Not long ago -- in a scene remarkably (and ironically) similar to the one played out by my family of origin – I stayed to finish dinner with my friend Katie at our local golf club, while my husband ran home to usher the kids downstairs. The tornado sirens were going off. I did force Katie to join me in the golf club tornado shelter – aka the men’s locker room – but this didn’t turn out to be so bad. Because most of the other patrons apparently come from the No. 1 Ladies’ Detective Agency school of tornado preparedness, and they didn’t even leave their tables. Since the waiter was working through the storm anyway, he just served us our pie in locker room. But the poor babysitter had to spend several hours huddled with my kids on our dirty basement carpet. And when I got home, I found them all there. Sitting right next to my husband. Who had laid down on the dirty carpet and promptly fallen asleep.

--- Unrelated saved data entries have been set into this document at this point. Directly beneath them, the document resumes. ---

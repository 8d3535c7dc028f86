// Job Domain Model

use crate::domain::metric::EncodedValue;
use serde::{Deserialize, Serialize};
use std::fmt;

/// Job ID (store-assigned, insertion ordered)
pub type JobId = i64;

/// Run identifier, used as the lock token of one runner pass
#[derive(Debug, Clone, PartialEq, Eq, Hash, Serialize, Deserialize)]
pub struct RunId(String);

impl RunId {
    pub fn new(s: impl Into<String>) -> Self {
        Self(s.into())
    }

    pub fn as_str(&self) -> &str {
        &self.0
    }
}

impl fmt::Display for RunId {
    fn fmt(&self, f: &mut fmt::Formatter<'_>) -> fmt::Result {
        f.write_str(&self.0)
    }
}

/// A job that has not been persisted yet (no id, never locked)
#[derive(Debug, Clone, PartialEq)]
pub struct NewJob {
    pub application_id: String,
    pub metric_name: String,
    pub value: EncodedValue,
    pub distinct_id: Option<String>,
    pub created_at: i64, // epoch ms
}

impl NewJob {
    /// Create a pending job
    ///
    /// # Arguments
    ///
    /// * `application_id` - Application the metric belongs to
    /// * `metric_name` - Metric name
    /// * `value` - Already-serialized metric value
    /// * `distinct_id` - Resolved distinct user id, if any
    /// * `created_at` - Creation timestamp in epoch ms (injected, not system time)
    pub fn new(
        application_id: impl Into<String>,
        metric_name: impl Into<String>,
        value: EncodedValue,
        distinct_id: Option<String>,
        created_at: i64,
    ) -> Self {
        Self {
            application_id: application_id.into(),
            metric_name: metric_name.into(),
            value,
            distinct_id,
            created_at,
        }
    }
}

/// Job Entity: one row of the job table
#[derive(Debug, Clone, PartialEq)]
pub struct Job {
    pub id: JobId,
    pub application_id: String,
    pub metric_name: String,
    pub value: EncodedValue,
    pub distinct_id: Option<String>,
    pub created_at: i64,

    // Delivery bookkeeping
    pub attempts: i32,
    pub last_error: Option<String>,

    // Claim: lock_id is None when the job is free for any runner
    pub lock_id: Option<RunId>,
    pub locked_at: Option<i64>,
}

impl Job {
    pub fn is_locked(&self) -> bool {
        self.lock_id.is_some()
    }

    /// True if this job is currently claimed by the given run
    pub fn is_owned_by(&self, run_id: &RunId) -> bool {
        self.lock_id.as_ref() == Some(run_id)
    }
}

/// Audit log entry for a delivered job. Append-only.
#[derive(Debug, Clone, PartialEq)]
pub struct CompletedJob {
    pub id: JobId,
    pub application_id: String,
    pub metric_name: String,
    pub value: EncodedValue,
    pub distinct_id: Option<String>,
    pub created_at: i64,
    pub sent_at: i64,
}

impl CompletedJob {
    /// Build the audit record of a job delivered at `sent_at`
    pub fn from_job(job: &Job, sent_at: i64) -> Self {
        Self {
            id: job.id,
            application_id: job.application_id.clone(),
            metric_name: job.metric_name.clone(),
            value: job.value.clone(),
            distinct_id: job.distinct_id.clone(),
            created_at: job.created_at,
            sent_at,
        }
    }
}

So after 4 years here, I have finally decided that if my family can wait out a tornado on a nice new carpet, with a couch and a fridge full of spreadable cheese, it’s probably worth spending thousands of dollars to clean up the mold.
3. Keep Your Friends Close, and Your Daughters’ Boyfriends Even Closer
I’m not sure about the theory about tornadoes on the isthmus. But when it comes to local wisdom, this I do believe: If you finish your basement, you have a decent chance of convincing your kids that it’s cool to hang out at home.
I believe this because when I was a kid, I hung out in many other people’s basements. None of them were my own. I mean, I invited friends over to hang out in my basement. But the 5-foot ceilings and dead mice turned out to be a bigger deterrent to middle school socializing than any of us could have anticipated.
Many of my friends’ basements, on the other hand, were not only finished with that ubiquitous faux-wood siding, but were also equipped with VCR’s, and extremely comfortable sofas. And since several of my friends were basically latchkey kids -- and I most certainly wasn’t -- we spent a fair amount of time in junior high sitting on their sofas without any adult supervision whatsoever. And with boys.
We all knew that our basement activities were not fully sanctioned -- either by our parents or the nuns at Catholic school. We were strictly prohibited even from wearing blue jeans at school – except for on the occasional Friday, I think -- because denim was sinful. Or maybe it was just too alluring and sexy. Either way, we were instructed to stay chaste until marriage, and I figured the school just banned the denim to cover all of the bases. In reality, though, most of the kids I knew were already covering the bases after school. On some latchkey kid’s basement sofa.
I’m sure my kids will never make bad choices. And that in high school, they will probably just want to spend their weekend nights with their mother, doing Xbox dance competitions in the living room. But if that turns out not to be the case -- and they decide instead to fraternize with the enemy -- I’d like to have somewhere for them to go that isn’t the sewer system, a "hockey game," or the Joneses’ basement.
No offense to the Joneses. I know you probably have some sweet luxury vinyl, a super cozy sectional couch, and an awesome laminated minibar.
But with all due respect, Joneses, your man cave will never be good enough for my daughters.